By the early 1900's, the owners of Kentucky Derby winners began sending the winners to the Preakness Stakes in Maryland and the Belmont Stakes in New York. In 1919, Sir Barton became the first horse ever to win all three of those races in a single year. That feat would not be repeated until 1930, by Gallant Fox. Sportswriter Charles Hatton used the term "Triple Crown" to describe Gallant Fox's accomplishment, and it is still used to refer to what is considered the highest point achievable in the world of thoroughbred racing. In 1933, to better accomodate a "Triple Crown" schedule, the race date for the Kentucky Derby was changed from mid-May (in which it had been run since the first race) to the first Saturday in May.
Qualifying for the Race
To qualify for the Kentucky Derby, a horse must be registered with the Thoroughbred Owners and Breeders Association, and be no more or less than three years old. Then, the horse must win or place in as many races sanctioned by the American Graded Stakes Committee as possible in the year preceding the Kentucky Derby. The more prize money the horse wins in that year the greater the chances Kentucky Derby organizers will give the horse one of the coveted starting positions. If a properly registered horse has been truly outstanding on the satellite circuit, the Kentucky Derby may extend an invitation to its owner, but such invitations have historically been rare.

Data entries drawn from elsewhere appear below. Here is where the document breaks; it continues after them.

#[cfg(test)]
mod tests {
    use ed25519_dalek::SigningKey;
    use proptest::prelude::*;

    use crate::keys::{derive, derive_public};
    use crate::sealed_box::{open, seal, NONCE_LEN, TAG_LEN};

    proptest! {
        // Conversion determinism
        #[test]
        fn test_derive_determinism(seed in any::<[u8; 32]>()) {
            let a = derive(&SigningKey::from_bytes(&seed)).unwrap();
            let b = derive(&SigningKey::from_bytes(&seed)).unwrap();
            prop_assert_eq!(a.public(), b.public());
            prop_assert_eq!(a.secret().to_bytes(), b.secret().to_bytes());
        }

        // Public-only conversion agrees with the full keypair
        #[test]
        fn test_derive_public_agrees(seed in any::<[u8; 32]>()) {
            let signing = SigningKey::from_bytes(&seed);
            let keypair = derive(&signing).unwrap();
            let public = derive_public(&signing.verifying_key().to_bytes()).unwrap();
            prop_assert_eq!(&public, keypair.public());
        }

        // Seal/open round-trip
        #[test]
        fn test_seal_open_round_trip(
            sender_seed in any::<[u8; 32]>(),
            recipient_seed in any::<[u8; 32]>(),
            nonce in any::<[u8; NONCE_LEN]>(),
            plaintext in proptest::collection::vec(any::<u8>(), 0..512)
        ) {
            let sender = derive(&SigningKey::from_bytes(&sender_seed)).unwrap();
            let recipient = derive(&SigningKey::from_bytes(&recipient_seed)).unwrap();

            let ct = seal(&plaintext, &nonce, recipient.public(), sender.secret()).unwrap();
            prop_assert_eq!(ct.len(), plaintext.len() + TAG_LEN);

            let pt = open(&ct, &nonce, sender.public(), recipient.secret()).unwrap();
            prop_assert_eq!(pt, plaintext);
        }

        // Tamper detection: any single bit flip fails authentication
        #[test]
        fn test_bit_flip_detected(
            sender_seed in any::<[u8; 32]>(),
            recipient_seed in any::<[u8; 32]>(),
            nonce in any::<[u8; NONCE_LEN]>(),
            plaintext in proptest::collection::vec(any::<u8>(), 1..256),
            position in any::<prop::sample::Index>(),
            bit in 0u8..8
        ) {
            let sender = derive(&SigningKey::from_bytes(&sender_seed)).unwrap();
            let recipient = derive(&SigningKey::from_bytes(&recipient_seed)).unwrap();

            let mut ct = seal(&plaintext, &nonce, recipient.public(), sender.secret()).unwrap();
            let i = position.index(ct.len());
            ct[i] ^= 1 << bit;

            prop_assert!(open(&ct, &nonce, sender.public(), recipient.secret()).is_err());
        }
    }
}
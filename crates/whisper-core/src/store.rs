//! Storage abstraction for message history and the scan checkpoint.
//!
//! This module defines the `Store` trait and provides an in-memory
//! implementation for tests and ephemeral use.

use std::collections::HashMap;
use std::sync::Arc;

use async_trait::async_trait;
use thiserror::Error;
use tokio::sync::RwLock;

use crate::types::{Address, MessageRecord, ScanCheckpoint, TxSignature};

// ============================================================================
// Error Types
// ============================================================================

#[derive(Debug, Error, Clone)]
pub enum StoreError {
    #[error("storage operation failed: {0}")]
    OperationFailed(String),

    #[error("data corruption detected: {0}")]
    DataCorruption(String),
}

// ============================================================================
// Store Trait
// ============================================================================

/// Persistence for message records and per-identity scan checkpoints.
///
/// Records are unique by transaction signature; inserting the same signature
/// twice leaves exactly one record. Each local address has its own checkpoint,
/// so identities sharing one store never bound each other's scans.
#[async_trait]
pub trait Store: Send + Sync {
    /// Insert a record unless one with the same signature exists.
    ///
    /// # Returns
    /// * `Ok(true)` if the record was inserted
    /// * `Ok(false)` if a record with this signature was already present
    async fn insert_message(&self, record: MessageRecord) -> Result<bool, StoreError>;

    /// All records, oldest first.
    async fn list_messages(&self) -> Result<Vec<MessageRecord>, StoreError>;

    /// Checkpoint for `local`; empty if that identity has never scanned.
    async fn load_checkpoint(&self, local: &Address) -> Result<ScanCheckpoint, StoreError>;

    async fn save_checkpoint(
        &self,
        local: &Address,
        checkpoint: &ScanCheckpoint,
    ) -> Result<(), StoreError>;
}

// ============================================================================
// In-Memory Store Implementation
// ============================================================================

/// Thread-safe in-memory store.
#[derive(Default, Clone)]
pub struct InMemoryStore {
    /// Records indexed by signature
    messages: Arc<RwLock<HashMap<TxSignature, MessageRecord>>>,
    checkpoints: Arc<RwLock<HashMap<Address, ScanCheckpoint>>>,
}

impl InMemoryStore {
    pub fn new() -> Self {
        Self::default()
    }

    /// Create a new in-memory store wrapped in an Arc for sharing.
    pub fn new_shared() -> Arc<Self> {
        Arc::new(Self::new())
    }

    pub async fn message_count(&self) -> usize {
        self.messages.read().await.len()
    }
}

#[async_trait]
impl Store for InMemoryStore {
    async fn insert_message(&self, record: MessageRecord) -> Result<bool, StoreError> {
        let mut messages = self.messages.write().await;
        if messages.contains_key(&record.signature) {
            return Ok(false);
        }
        messages.insert(record.signature.clone(), record);
        Ok(true)
    }

    async fn list_messages(&self) -> Result<Vec<MessageRecord>, StoreError> {
        let messages = self.messages.read().await;
        let mut out: Vec<MessageRecord> = messages.values().cloned().collect();
        out.sort_by(|a, b| {
            a.timestamp_ms
                .cmp(&b.timestamp_ms)
                .then_with(|| a.signature.as_str().cmp(b.signature.as_str()))
        });
        Ok(out)
    }

    async fn load_checkpoint(&self, local: &Address) -> Result<ScanCheckpoint, StoreError> {
        Ok(self
            .checkpoints
            .read()
            .await
            .get(local)
            .cloned()
            .unwrap_or_default())
    }

    async fn save_checkpoint(
        &self,
        local: &Address,
        checkpoint: &ScanCheckpoint,
    ) -> Result<(), StoreError> {
        self.checkpoints
            .write()
            .await
            .insert(*local, checkpoint.clone());
        Ok(())
    }
}
//! Configuration management for the whisper CLI
//!
//! Configuration is stored in TOML format.
//!
//! # Configuration File Locations
//!
//! - Linux: `~/.config/whisper/whisper.toml`
//! - macOS: `~/Library/Application Support/io.solwhisper.whisper/whisper.toml`
//! - Windows: `%APPDATA%\solwhisper\whisper\config\whisper.toml`

use std::path::{Path, PathBuf};
use std::time::Duration;

use serde::{Deserialize, Serialize};
use thiserror::Error;
use whisper_core::ledger::{Commitment, MAX_PAGE_LIMIT};
use whisper_core::Address;

/// Program that carries whisper envelopes on devnet.
pub const DEFAULT_PROGRAM_ID: &str = "MSG247fHe9juUsj7MwhDyuoLn9sRZFzvxuLZptmL8Rg";

pub const DEFAULT_RPC_URL: &str = "https://api.devnet.solana.com";

/// Configuration errors
#[derive(Debug, Error)]
pub enum ConfigError {
    #[error("Failed to read config file: {0}")]
    ReadError(#[from] std::io::Error),

    #[error("Failed to parse config file: {0}")]
    ParseError(#[from] toml::de::Error),

    #[error("Failed to serialize config: {0}")]
    SerializeError(#[from] toml::ser::Error),

    #[error("Invalid configuration: {0}")]
    ValidationError(String),
}

/// CLI configuration
///
/// # Example TOML
///
/// ```toml
/// [identity]
/// # key_path = "/path/to/id.json"
///
/// [ledger]
/// rpc_url = "https://api.devnet.solana.com"
/// program_id = "MSG247fHe9juUsj7MwhDyuoLn9sRZFzvxuLZptmL8Rg"
/// timeout_seconds = 30
/// page_limit = 1000
/// commitment = "confirmed"
/// confirm_timeout_seconds = 60
/// poll_interval_ms = 500
///
/// [storage]
/// # db_path = "/path/to/whisper.db"
///
/// [output]
/// format = "table"  # "table" | "json" | "quiet"
/// verbose = false
///
/// [logging]
/// level = "warn"
/// ```
#[derive(Debug, Clone, Default, Serialize, Deserialize)]
pub struct Config {
    #[serde(default)]
    pub identity: IdentityConfig,

    #[serde(default)]
    pub ledger: LedgerConfig,

    #[serde(default)]
    pub storage: StorageConfig,

    #[serde(default)]
    pub output: OutputConfig,

    #[serde(default)]
    pub logging: LoggingConfig,
}

/// Identity configuration
#[derive(Debug, Clone, Default, Serialize, Deserialize)]
pub struct IdentityConfig {
    /// Path to the keypair file (empty = default location)
    #[serde(default)]
    pub key_path: Option<PathBuf>,
}

/// Ledger connection settings
#[derive(Debug, Clone, Serialize, Deserialize)]
pub struct LedgerConfig {
    #[serde(default = "default_rpc_url")]
    pub rpc_url: String,

    /// Base58 program id whose instruction data carries envelopes
    #[serde(default = "default_program_id")]
    pub program_id: String,

    /// Per-request timeout in seconds
    #[serde(default = "default_timeout")]
    pub timeout_seconds: u64,

    /// Signatures requested per page while scanning
    #[serde(default = "default_page_limit")]
    pub page_limit: usize,

    /// "processed" | "confirmed" | "finalized"
    #[serde(default = "default_commitment")]
    pub commitment: String,

    /// How long `send` waits for its transaction to reach `commitment`
    #[serde(default = "default_confirm_timeout")]
    pub confirm_timeout_seconds: u64,

    /// Delay between confirmation status polls
    #[serde(default = "default_poll_interval")]
    pub poll_interval_ms: u64,
}

fn default_rpc_url() -> String {
    DEFAULT_RPC_URL.to_string()
}

fn default_program_id() -> String {
    DEFAULT_PROGRAM_ID.to_string()
}

fn default_timeout() -> u64 {
    30
}

fn default_page_limit() -> usize {
    MAX_PAGE_LIMIT
}

fn default_commitment() -> String {
    Commitment::default().as_str().to_string()
}

fn default_confirm_timeout() -> u64 {
    60
}

fn default_poll_interval() -> u64 {
    500
}

impl Default for LedgerConfig {
    fn default() -> Self {
        Self {
            rpc_url: default_rpc_url(),
            program_id: default_program_id(),
            timeout_seconds: default_timeout(),
            page_limit: default_page_limit(),
            commitment: default_commitment(),
            confirm_timeout_seconds: default_confirm_timeout(),
            poll_interval_ms: default_poll_interval(),
        }
    }
}

impl LedgerConfig {
    pub fn timeout(&self) -> Duration {
        Duration::from_secs(self.timeout_seconds)
    }

    pub fn confirm_timeout(&self) -> Duration {
        Duration::from_secs(self.confirm_timeout_seconds)
    }

    pub fn poll_interval(&self) -> Duration {
        Duration::from_millis(self.poll_interval_ms)
    }

    pub fn program(&self) -> Result<Address, ConfigError> {
        self.program_id.parse().map_err(|e| {
            ConfigError::ValidationError(format!("Invalid program_id '{}': {}", self.program_id, e))
        })
    }

    pub fn commitment(&self) -> Result<Commitment, ConfigError> {
        self.commitment.parse().map_err(ConfigError::ValidationError)
    }
}

/// Message database settings
#[derive(Debug, Clone, Default, Serialize, Deserialize)]
pub struct StorageConfig {
    /// Path to the SQLite database (empty = default location)
    #[serde(default)]
    pub db_path: Option<PathBuf>,
}

/// Output configuration
#[derive(Debug, Clone, Serialize, Deserialize)]
pub struct OutputConfig {
    /// Output format: "table", "json", "quiet"
    #[serde(default = "default_format")]
    pub format: String,

    #[serde(default)]
    pub verbose: bool,
}

fn default_format() -> String {
    "table".to_string()
}

impl Default for OutputConfig {
    fn default() -> Self {
        Self {
            format: default_format(),
            verbose: false,
        }
    }
}

/// Logging configuration
#[derive(Debug, Clone, Serialize, Deserialize)]
pub struct LoggingConfig {
    /// Log level: "error", "warn", "info", "debug", "trace"
    #[serde(default = "default_log_level")]
    pub level: String,
}

fn default_log_level() -> String {
    "warn".to_string()
}

impl Default for LoggingConfig {
    fn default() -> Self {
        Self {
            level: default_log_level(),
        }
    }
}

fn project_dirs() -> Option<directories::ProjectDirs> {
    directories::ProjectDirs::from("io", "solwhisper", "whisper")
}
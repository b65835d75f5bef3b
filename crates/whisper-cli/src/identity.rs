//! Key file handling for the local signing identity
//!
//! The key file is a JSON array of the 64 keypair bytes (`seed || public`),
//! the same layout the Solana CLI writes. It is created on first use and
//! never overwritten afterwards: a file that fails to parse is reported, and
//! the user decides what to do with it.

use std::fs;
use std::io::Write;
use std::path::{Path, PathBuf};

use serde::Serialize;
use thiserror::Error;
use whisper_core::keys::IdentityError;
use whisper_core::Identity;

#[derive(Debug, Error)]
pub enum KeyFileError {
    #[error("IO error on key file {path}: {source}")]
    Io {
        path: PathBuf,
        #[source]
        source: std::io::Error,
    },

    #[error("Invalid key file {path}: {reason}")]
    Invalid { path: PathBuf, reason: String },

    #[error("No key file path configured and no default data directory available")]
    NoPath,
}

/// Public identity details, safe to print
#[derive(Debug, Clone, Serialize)]
pub struct IdentityInfo {
    /// Ledger address (base58)
    pub address: String,
    /// X25519 public key (hex)
    pub encryption_public: String,
    pub key_path: String,
}

impl IdentityInfo {
    pub fn new(identity: &Identity, key_path: &Path) -> Result<Self, KeyFileError> {
        let keys = identity.encryption_keypair().map_err(|e| KeyFileError::Invalid {
            path: key_path.to_path_buf(),
            reason: e.to_string(),
        })?;
        Ok(Self {
            address: identity.address().to_string(),
            encryption_public: hex::encode(keys.public()),
            key_path: key_path.display().to_string(),
        })
    }
}

/// A keypair file on disk
pub struct KeyFile {
    path: PathBuf,
}

impl KeyFile {
    pub fn new(path: impl Into<PathBuf>) -> Self {
        Self { path: path.into() }
    }

    /// Key file at the configured path, or at the default location.
    pub fn from_config(path: Option<PathBuf>) -> Result<Self, KeyFileError> {
        path.map(Self::new).ok_or(KeyFileError::NoPath)
    }

    pub fn path(&self) -> &Path {
        &self.path
    }

    pub fn exists(&self) -> bool {
        self.path.exists()
    }

    fn io_err(&self, source: std::io::Error) -> KeyFileError {
        KeyFileError::Io {
            path: self.path.clone(),
            source,
        }
    }

    fn invalid(&self, reason: impl Into<String>) -> KeyFileError {
        KeyFileError::Invalid {
            path: self.path.clone(),
            reason: reason.into(),
        }
    }

    /// Load the identity. `Ok(None)` when the file does not exist.
    pub fn load(&self) -> Result<Option<Identity>, KeyFileError> {
        if !self.path.exists() {
            return Ok(None);
        }
        let contents = fs::read_to_string(&self.path).map_err(|e| self.io_err(e))?;
        let bytes: Vec<u8> = serde_json::from_str(&contents)
            .map_err(|e| self.invalid(format!("expected a JSON array of bytes: {e}")))?;
        let identity = Identity::from_keypair_bytes(&bytes).map_err(|e| match e {
            IdentityError::InvalidLength(n) => self.invalid(format!("expected 64 bytes, got {n}")),
            IdentityError::PublicKeyMismatch => self.invalid(e.to_string()),
        })?;

        tracing::debug!(
            address = %identity.address(),
            path = %self.path.display(),
            "Loaded identity"
        );
        Ok(Some(identity))
    }

    /// Write the identity atomically with owner-only permissions.
    pub fn save(&self, identity: &Identity) -> Result<(), KeyFileError> {
        if let Some(parent) = self.path.parent() {
            if !parent.as_os_str().is_empty() {
                fs::create_dir_all(parent).map_err(|e| self.io_err(e))?;
            }
        }

        let json = serde_json::to_string(&identity.to_keypair_bytes().to_vec())
            .map_err(|e| self.invalid(e.to_string()))?;

        let temp_path = self.path.with_extension("tmp");
        let mut file = fs::File::create(&temp_path).map_err(|e| self.io_err(e))?;

        #[cfg(unix)]
        {
            use std::os::unix::fs::PermissionsExt;
            file.set_permissions(fs::Permissions::from_mode(0o600))
                .map_err(|e| self.io_err(e))?;
        }

        file.write_all(json.as_bytes()).map_err(|e| self.io_err(e))?;
        file.sync_all().map_err(|e| self.io_err(e))?;
        drop(file);

        fs::rename(&temp_path, &self.path).map_err(|e| self.io_err(e))?;
        Ok(())
    }

    /// Load the identity, generating and saving a new one on first run.
    ///
    /// Returns the identity and whether it was just created.
    pub fn load_or_create(&self) -> Result<(Identity, bool), KeyFileError> {
        if let Some(identity) = self.load()? {
            return Ok((identity, false));
        }

        let identity = Identity::generate();
        self.save(&identity)?;

        tracing::info!(
            address = %identity.address(),
            path = %self.path.display(),
            "Generated new identity"
        );
        Ok((identity, true))
    }
}
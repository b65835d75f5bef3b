//! Key conversion from Ed25519 signing identities to X25519 encryption keys.
//!
//! The secret half follows the usual birational mapping: the X25519 scalar is
//! the clamped lower half of `SHA-512(seed)`, which is the same scalar Ed25519
//! uses for signing. The public half maps the Edwards point to its Montgomery
//! u-coordinate. Both directions agree: converting a signing key yields the
//! same public key as converting its verifying key.

use std::fmt;

use ed25519_dalek::{SigningKey, VerifyingKey};
use sha2::{Digest, Sha512};
use x25519_dalek::{PublicKey as X25519PublicKey, StaticSecret};
use zeroize::{Zeroize, ZeroizeOnDrop};

/// Error type for key conversion.
#[derive(Debug, Clone, PartialEq, Eq, thiserror::Error)]
pub enum ConversionError {
    #[error("signing public key is not a valid curve point")]
    InvalidPoint,
    #[error("signing public key has small order")]
    SmallOrder,
}

/// X25519 keypair derived from an Ed25519 signing key.
///
/// Never persisted; recompute it from the signing key when needed.
#[derive(Clone, Zeroize, ZeroizeOnDrop)]
pub struct EncryptionKeypair {
    #[zeroize(skip)]
    public: [u8; 32],
    #[zeroize(skip)] // StaticSecret zeroizes itself
    secret: StaticSecret,
}

impl EncryptionKeypair {
    /// X25519 public key bytes.
    pub fn public(&self) -> &[u8; 32] {
        &self.public
    }

    /// X25519 static secret, for use with [`crate::sealed_box`].
    pub fn secret(&self) -> &StaticSecret {
        &self.secret
    }
}

impl fmt::Debug for EncryptionKeypair {
    fn fmt(&self, f: &mut fmt::Formatter<'_>) -> fmt::Result {
        f.debug_struct("EncryptionKeypair")
            .field("public", &hex_prefix(&self.public))
            .field("secret", &"<redacted>")
            .finish()
    }
}

fn hex_prefix(bytes: &[u8; 32]) -> String {
    bytes[..8].iter().map(|b| format!("{b:02x}")).collect()
}

/// Derive the encryption keypair for a signing key.
///
/// Pure and deterministic. Fails only if the signing key's own public half
/// does not convert, which cannot happen for keys produced by `ed25519-dalek`
/// but is still checked rather than assumed.
pub fn derive(signing_key: &SigningKey) -> Result<EncryptionKeypair, ConversionError> {
    let public = derive_public(&signing_key.verifying_key().to_bytes())?;

    let mut hash: [u8; 64] = Sha512::digest(signing_key.to_bytes()).into();
    let mut scalar = [0u8; 32];
    scalar.copy_from_slice(&hash[..32]);
    hash.zeroize();

    scalar[0] &= 248;
    scalar[31] &= 127;
    scalar[31] |= 64;

    let secret = StaticSecret::from(scalar);
    scalar.zeroize();

    debug_assert_eq!(X25519PublicKey::from(&secret).to_bytes(), public);

    Ok(EncryptionKeypair { public, secret })
}

/// Convert a counterparty's Ed25519 public key to its X25519 public key.
///
/// Rejects encodings that do not decompress to a curve point and points of
/// small order; either would yield a key nobody holds the secret for.
pub fn derive_public(signing_public: &[u8; 32]) -> Result<[u8; 32], ConversionError> {
    let verifying_key =
        VerifyingKey::from_bytes(signing_public).map_err(|_| ConversionError::InvalidPoint)?;
    if verifying_key.is_weak() {
        return Err(ConversionError::SmallOrder);
    }
    Ok(verifying_key.to_montgomery().to_bytes())
}
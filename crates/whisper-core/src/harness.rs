//! Test harness: an in-memory ledger with real paging semantics.
//!
//! `InMemoryLedger` implements both ledger collaborators. Submitted
//! transactions are built and signed exactly as they would be for the
//! network, so signatures are genuine. Failure switches let tests exercise
//! the abort paths of the send and scan flows.

use std::collections::HashSet;
use std::sync::atomic::{AtomicBool, AtomicUsize, Ordering};

use async_trait::async_trait;
use ed25519_dalek::SigningKey;
use tokio::sync::RwLock;

use crate::ledger::{LedgerError, LedgerQuery, LedgerSubmit, LedgerTransaction, SignaturePage};
use crate::transaction::{build_signed, TransactionError};
use crate::types::{Address, TxSignature};

/// Block time of the first transaction; each later one is a second newer.
pub const GENESIS_BLOCK_TIME: i64 = 1_700_000_000;

struct Entry {
    program: Address,
    tx: LedgerTransaction,
}

/// In-memory ledger. Transactions are kept oldest first.
#[derive(Default)]
pub struct InMemoryLedger {
    entries: RwLock<Vec<Entry>>,
    broken_fetches: RwLock<HashSet<TxSignature>>,
    fail_queries: AtomicBool,
    reject_submissions: AtomicBool,
    signature_queries: AtomicUsize,
}

impl InMemoryLedger {
    pub fn new() -> Self {
        Self::default()
    }

    /// Make every signature listing fail with a transport error.
    pub fn set_fail_queries(&self, fail: bool) {
        self.fail_queries.store(fail, Ordering::SeqCst);
    }

    /// Make every submission fail as rejected.
    pub fn set_reject_submissions(&self, reject: bool) {
        self.reject_submissions.store(reject, Ordering::SeqCst);
    }

    /// Make fetching this one transaction fail with a transport error.
    pub async fn fail_fetch(&self, signature: TxSignature) {
        self.broken_fetches.write().await.insert(signature);
    }

    /// Number of `signatures_for_address` calls served so far.
    pub async fn signature_queries(&self) -> usize {
        self.signature_queries.load(Ordering::SeqCst)
    }

    pub async fn transaction_count(&self) -> usize {
        self.entries.read().await.len()
    }

    pub async fn block_time_of(&self, signature: &TxSignature) -> Option<i64> {
        self.entries
            .read()
            .await
            .iter()
            .find(|e| &e.tx.signature == signature)
            .and_then(|e| e.tx.block_time)
    }

    /// Append a successful transaction carrying `payload` for `program`.
    pub async fn push_payload(&self, program: Address, sender: Address, payload: Vec<u8>) -> TxSignature {
        self.push(program, sender, Some(payload), false).await
    }

    /// Append a transaction whose execution failed.
    pub async fn push_failed(&self, program: Address, sender: Address, payload: Vec<u8>) -> TxSignature {
        self.push(program, sender, Some(payload), true).await
    }

    /// Append a transaction that references `program` without instruction data for it.
    pub async fn push_without_payload(&self, program: Address, sender: Address) -> TxSignature {
        self.push(program, sender, None, false).await
    }

    async fn push(
        &self,
        program: Address,
        sender: Address,
        payload: Option<Vec<u8>>,
        failed: bool,
    ) -> TxSignature {
        let mut entries = self.entries.write().await;
        let seq = entries.len() as u64;
        let signature = synthetic_signature(seq);
        entries.push(Entry {
            program,
            tx: LedgerTransaction {
                signature: signature.clone(),
                sender,
                payload,
                block_time: Some(GENESIS_BLOCK_TIME + seq as i64),
                failed,
            },
        });
        signature
    }
}

/// Unique, well-formed signature for transactions not built from a real key.
fn synthetic_signature(seq: u64) -> TxSignature {
    let mut bytes = [0xA5u8; 64];
    bytes[..8].copy_from_slice(&seq.to_be_bytes());
    TxSignature::from_bytes(&bytes)
}

#[async_trait]
impl LedgerQuery for InMemoryLedger {
    async fn signatures_for_address(
        &self,
        address: &Address,
        page: &SignaturePage,
    ) -> Result<Vec<TxSignature>, LedgerError> {
        self.signature_queries.fetch_add(1, Ordering::SeqCst);
        if self.fail_queries.load(Ordering::SeqCst) {
            return Err(LedgerError::Transport("simulated outage".into()));
        }

        let entries = self.entries.read().await;
        let mut newest_first = entries
            .iter()
            .rev()
            .filter(|e| &e.program == address)
            .map(|e| &e.tx.signature);

        if let Some(before) = &page.before {
            // An unknown `before` yields nothing, like the real node.
            if !newest_first.any(|sig| sig == before) {
                return Ok(Vec::new());
            }
        }

        Ok(newest_first
            .take_while(|sig| page.until.as_ref() != Some(*sig))
            .take(page.limit)
            .cloned()
            .collect())
    }

    async fn transaction(
        &self,
        signature: &TxSignature,
    ) -> Result<Option<LedgerTransaction>, LedgerError> {
        if self.broken_fetches.read().await.contains(signature) {
            return Err(LedgerError::Transport(format!("simulated fetch failure for {signature}")));
        }
        Ok(self
            .entries
            .read()
            .await
            .iter()
            .find(|e| &e.tx.signature == signature)
            .map(|e| e.tx.clone()))
    }
}

#[async_trait]
impl LedgerSubmit for InMemoryLedger {
    async fn submit(
        &self,
        signer: &SigningKey,
        program: &Address,
        payload: &[u8],
    ) -> Result<TxSignature, LedgerError> {
        let mut entries = self.entries.write().await;
        let seq = entries.len() as u64;

        let mut blockhash = [0u8; 32];
        blockhash[..8].copy_from_slice(&seq.to_be_bytes());
        let signed = build_signed(signer, program, &blockhash, payload)
            .map_err(|e: TransactionError| LedgerError::InvalidTransaction(e.to_string()))?;

        if self.reject_submissions.load(Ordering::SeqCst) {
            return Err(LedgerError::Rejected(signed.signature, "simulated rejection".into()));
        }

        entries.push(Entry {
            program: *program,
            tx: LedgerTransaction {
                signature: signed.signature.clone(),
                sender: Address::new(signer.verifying_key().to_bytes()),
                payload: Some(payload.to_vec()),
                block_time: Some(GENESIS_BLOCK_TIME + seq as i64),
                failed: false,
            },
        });
        Ok(signed.signature)
    }
}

Kentucky Derby Records and Trivia
Between 1875 and 1902, African-American jockeys won 15 of the 28 Kentucky Derbys; 13 of the 15 jockeys in the first race were African-Americans.
The most Kentucky Derby wins by a jockey is 5, a record shared by Eddie Arcaro and Bill Hartack.
On May 11, 1892, 15-year-old Alonzo Clayton became the youngest jockey ever to win the Kentucky Derby, aboard Anza.
The only jockey to ride a Kentucky Derby winner and train a Kentucky Derby winner was John Longden, who rode Triple Crown winner Count Fleet in 1943 and trained Majestic Prince in 1969.
The first woman to ride in the Kentucky Derby was Diane Crump in 1970. Her mount, Fathom placed 15th in the 96th Kentucky Derby.
Ben A. Jones holds the record for training the most Kentucky Derby winners -- 6.
James "Sunny Jim" Fitzsimmons and Ben Jones are the only trainers to train two Triple Crown winners. Fitzsimmons trained Gallant Fox in 1930 and his son Omaha 1935. Jones trained Whirlaway 1941 and Citation in 1948.
The youngest trainer to win the Kentucky Derby was James Rowe Sr., who was 24 when he won the Derby with Hindoo in 1881.
Calumet Farm holds the record for owning the most Kentucky Derby winners -- 8.
The first woman to own a Kentucky Derby winner was Laska Durnell, whose Elwood won in 1904.
The oldest winning owner was Mrs. Francis Genter, who at the age of 92, won the 1990 Kentucky Derby with Unbridled.
Secretariat holds the record for the fastest Kentucky Derby ever, at 1:59.40, which he ran on his way to the Triple Crown in 1973.
The last Kentucky Derby winner to sire a Kentucky Derby winner was Unbridled (1990), whose son Grindstone won in 1996.
Fusaichi Pegasus, who was purchased for $4 million by Fusao Sekiguchi at the Keenland Yearling Sales, was the most expensive horse to win the Kentucky Derby (2000).
Out of the 135 Kentucky Derby winners, 100 of them were bred in Kentucky.
Three maidens have won the Kentucky Derby -- Buchanan (1884), Sir Barton (1919), and Brokers Tip (1933).
The first Kentucky Derby to be televised live was run on May 3, 1952.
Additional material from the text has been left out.